To do:
In the entries below, find the string "entry" and return each line holding it.

Start of Block

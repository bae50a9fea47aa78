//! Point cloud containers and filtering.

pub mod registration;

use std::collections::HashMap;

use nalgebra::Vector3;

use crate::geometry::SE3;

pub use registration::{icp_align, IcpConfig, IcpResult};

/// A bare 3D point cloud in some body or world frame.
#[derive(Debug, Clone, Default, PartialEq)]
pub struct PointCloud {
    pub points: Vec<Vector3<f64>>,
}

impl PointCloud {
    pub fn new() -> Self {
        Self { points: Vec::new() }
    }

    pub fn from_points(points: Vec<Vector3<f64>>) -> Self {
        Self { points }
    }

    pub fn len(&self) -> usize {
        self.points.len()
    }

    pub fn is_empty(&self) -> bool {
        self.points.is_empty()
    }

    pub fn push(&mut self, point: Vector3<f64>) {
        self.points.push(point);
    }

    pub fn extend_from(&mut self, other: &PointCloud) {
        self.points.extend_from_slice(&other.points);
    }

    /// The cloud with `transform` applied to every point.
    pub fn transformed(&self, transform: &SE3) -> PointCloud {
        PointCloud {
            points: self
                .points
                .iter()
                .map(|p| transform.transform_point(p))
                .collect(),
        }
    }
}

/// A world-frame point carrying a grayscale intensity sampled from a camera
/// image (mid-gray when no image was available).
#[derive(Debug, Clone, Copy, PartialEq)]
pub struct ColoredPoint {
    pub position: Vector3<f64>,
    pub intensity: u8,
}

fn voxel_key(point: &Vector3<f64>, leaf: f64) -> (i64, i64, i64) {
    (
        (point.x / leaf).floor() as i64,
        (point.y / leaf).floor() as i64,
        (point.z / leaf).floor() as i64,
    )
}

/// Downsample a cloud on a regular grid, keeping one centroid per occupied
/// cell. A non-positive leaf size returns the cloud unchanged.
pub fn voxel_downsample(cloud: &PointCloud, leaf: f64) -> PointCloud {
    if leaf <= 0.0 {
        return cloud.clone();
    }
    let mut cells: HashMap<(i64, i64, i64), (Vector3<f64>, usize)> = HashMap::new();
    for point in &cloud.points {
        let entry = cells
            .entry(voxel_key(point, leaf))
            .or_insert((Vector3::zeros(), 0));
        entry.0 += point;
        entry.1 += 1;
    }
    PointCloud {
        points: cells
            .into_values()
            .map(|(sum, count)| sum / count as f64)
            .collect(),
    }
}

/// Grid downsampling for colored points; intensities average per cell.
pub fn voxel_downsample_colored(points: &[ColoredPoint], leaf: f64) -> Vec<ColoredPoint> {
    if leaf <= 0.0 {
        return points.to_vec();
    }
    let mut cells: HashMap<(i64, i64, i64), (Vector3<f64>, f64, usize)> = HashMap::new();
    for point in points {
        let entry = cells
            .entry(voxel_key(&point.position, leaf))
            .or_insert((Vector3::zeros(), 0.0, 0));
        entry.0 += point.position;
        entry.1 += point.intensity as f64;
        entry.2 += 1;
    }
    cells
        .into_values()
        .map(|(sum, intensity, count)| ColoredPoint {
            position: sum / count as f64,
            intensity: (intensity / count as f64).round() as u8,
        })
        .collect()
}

End of Block

Result below:
        let entry = cells
            .entry(voxel_key(point, leaf))
        entry.0 += point;
        entry.1 += 1;
        let entry = cells
            .entry(voxel_key(&point.position, leaf))
        entry.0 += point.position;
        entry.1 += point.intensity as f64;
        entry.2 += 1;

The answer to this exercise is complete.